§ **Description of the task**
Report all lines of the records that contain "pdir".

*** Exercise material ***

/*
 * SPDX-License-Identifier: Apache-2.0
 * Copyright 2023-2025 ByteDance and/or its affiliates.
 */

use std::str::FromStr;

use super::{FtpEntry, FtpEntryType, time_val};
use crate::error::FtpEntryParseError;

/// Parse a RFC 3659 fact line, as returned by MLSD or inside a MLST reply.
pub fn parse_facts_line(line: &str) -> Result<FtpEntry, FtpEntryParseError> {
    let line = line.trim_end_matches(['\r', '\n']);
    if line.is_empty() {
        return Err(FtpEntryParseError::EmptyLine);
    }

    let Some((facts, name)) = line.split_once(' ') else {
        return Err(FtpEntryParseError::NoSpaceDelimiter);
    };
    if name.is_empty() {
        return Err(FtpEntryParseError::EmptyName);
    }

    let mut entry = FtpEntry::new(name, FtpEntryType::File);
    let mut is_entry = true;
    for fact in facts.split(';') {
        if fact.is_empty() {
            continue;
        }

        let Some((key, value)) = fact.split_once('=') else {
            return Err(FtpEntryParseError::NoDelimiterInFact(fact.to_string()));
        };
        match key.to_lowercase().as_str() {
            "type" => match value.to_lowercase().as_str() {
                "file" => entry.entry_type = FtpEntryType::File,
                "dir" => entry.entry_type = FtpEntryType::Folder,
                "cdir" | "pdir" => is_entry = false,
                t => {
                    if t.starts_with("os.unix=slink") || t.starts_with("os.unix=symlink") {
                        entry.entry_type = FtpEntryType::Link;
                        entry.target = value.split_once(':').map(|(_, v)| v.to_string());
                    }
                }
            },
            "size" => {
                entry.size = u64::from_str(value).map_err(|_| FtpEntryParseError::InvalidSize)?;
            }
            "modify" => entry.mtime = time_val::parse_from_str(value).ok(),
            _ => {}
        }
    }

    if is_entry {
        Ok(entry)
    } else {
        Err(FtpEntryParseError::NotAnEntry)
    }
}

#[cfg(test)]
mod tests {
    use super::*;

    #[test]
    fn file() {
        let entry =
            parse_facts_line("type=file;size=14;modify=20211201102030;UNIX.mode=0644; magic-file\r\n")
                .unwrap();
        assert_eq!(entry.name, "magic-file");
        assert_eq!(entry.entry_type, FtpEntryType::File);
        assert_eq!(entry.size, 14);
        assert_eq!(
            entry.mtime.unwrap().to_rfc3339(),
            "2021-12-01T10:20:30+00:00"
        );
    }

    #[test]
    fn dir_with_space_in_name() {
        let entry = parse_facts_line("Type=dir;Modify=20210525083610; my docs").unwrap();
        assert_eq!(entry.name, "my docs");
        assert!(entry.is_dir());
        assert_eq!(entry.size, 0);
    }

    #[test]
    fn link() {
        let entry = parse_facts_line("type=OS.unix=slink:/Some/Target;size=3; lnk").unwrap();
        assert_eq!(entry.entry_type, FtpEntryType::Link);
        assert_eq!(entry.target.as_deref(), Some("/Some/Target"));
    }

    #[test]
    fn not_an_entry() {
        assert_eq!(
            parse_facts_line("type=pdir;sizd=4096;modify=20210525083610;unique=804g2; /"),
            Err(FtpEntryParseError::NotAnEntry)
        );
        assert_eq!(
            parse_facts_line("type=cdir;modify=20210525083610; ."),
            Err(FtpEntryParseError::NotAnEntry)
        );
    }

    #[test]
    fn bad_time_is_kept() {
        let entry = parse_facts_line("type=file;size=1;modify=2021xx01102030; f").unwrap();
        assert!(entry.mtime.is_none());
    }

    #[test]
    fn invalid() {
        assert_eq!(parse_facts_line(""), Err(FtpEntryParseError::EmptyLine));
        assert_eq!(
            parse_facts_line("type=file;size=1;"),
            Err(FtpEntryParseError::NoSpaceDelimiter)
        );
        assert_eq!(
            parse_facts_line("type=file;size=x; f"),
            Err(FtpEntryParseError::InvalidSize)
        );
        assert_eq!(
            parse_facts_line("type=file;size; f"),
            Err(FtpEntryParseError::NoDelimiterInFact("size".to_string()))
        );
        assert_eq!(
            parse_facts_line("type=file; "),
            Err(FtpEntryParseError::EmptyName)
        );
    }
}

*** End of Exercise material ***

§ **Answer box**
                "cdir" | "pdir" => is_entry = false,
            parse_facts_line("type=pdir;sizd=4096;modify=20210525083610;unique=804g2; /"),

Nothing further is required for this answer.